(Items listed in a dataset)
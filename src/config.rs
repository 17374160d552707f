use reqwest::Url;

use crate::error::ClientError;
use crate::page::FormValues;

const DEFAULT_SERVER_URL: &str = "http://127.0.0.1:8000/";

#[derive(Debug, Clone)]
pub struct Config {
    /// Base URL that `speak`, `voices` and audio paths resolve against.
    pub server_url: Url,
    pub language: String,
    pub gender: String,
    pub autoplay: bool,
}

impl Config {
    pub fn from_env() -> Result<Self, ClientError> {
        Self::from_lookup(|key| std::env::var(key).ok())
    }

    pub fn from_lookup(lookup: impl Fn(&str) -> Option<String>) -> Result<Self, ClientError> {
        let server_url = parse_server_url(
            &lookup("TTS_SERVER_URL").unwrap_or_else(|| DEFAULT_SERVER_URL.to_string()),
        )?;
        let language = lookup("TTS_LANGUAGE").unwrap_or_else(|| "en".to_string());
        let gender = lookup("TTS_GENDER").unwrap_or_else(|| "female".to_string());
        let autoplay = match lookup("TTS_AUTOPLAY") {
            Some(raw) => parse_bool("TTS_AUTOPLAY", &raw)?,
            None => true,
        };

        Ok(Self {
            server_url,
            language,
            gender,
            autoplay,
        })
    }

    /// Form contents before the user touches anything.
    pub fn initial_form(&self) -> FormValues {
        FormValues {
            language: self.language.clone(),
            gender: self.gender.clone(),
            ..FormValues::default()
        }
    }
}

fn parse_server_url(raw: &str) -> Result<Url, ClientError> {
    let mut raw = raw.trim().to_string();
    // Without the slash, joining "speak" would replace the last path segment.
    if !raw.ends_with('/') {
        raw.push('/');
    }

    let url = Url::parse(&raw).map_err(|e| ClientError::InvalidUrl(format!("{}: {}", raw, e)))?;
    match url.scheme() {
        "http" | "https" => Ok(url),
        scheme => Err(ClientError::InvalidUrl(format!(
            "{}: unsupported scheme '{}'",
            raw, scheme
        ))),
    }
}

fn parse_bool(key: &str, raw: &str) -> Result<bool, ClientError> {
    match raw.trim().to_ascii_lowercase().as_str() {
        "1" | "true" | "yes" | "on" => Ok(true),
        "0" | "false" | "no" | "off" => Ok(false),
        _ => Err(ClientError::Config(format!(
            "{} must be true or false, got '{}'",
            key, raw
        ))),
    }
}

## [WORK TASK]
Retype, without changes, the lines from the line holding "fn parse_bool(key: &str, raw: &str)" to the end of the data, both ends included.

## [WRITTEN RESPONSE]
fn parse_bool(key: &str, raw: &str) -> Result<bool, ClientError> {
    match raw.trim().to_ascii_lowercase().as_str() {
        "1" | "true" | "yes" | "on" => Ok(true),
        "0" | "false" | "no" | "off" => Ok(false),
        _ => Err(ClientError::Config(format!(
            "{} must be true or false, got '{}'",
            key, raw
        ))),
    }
}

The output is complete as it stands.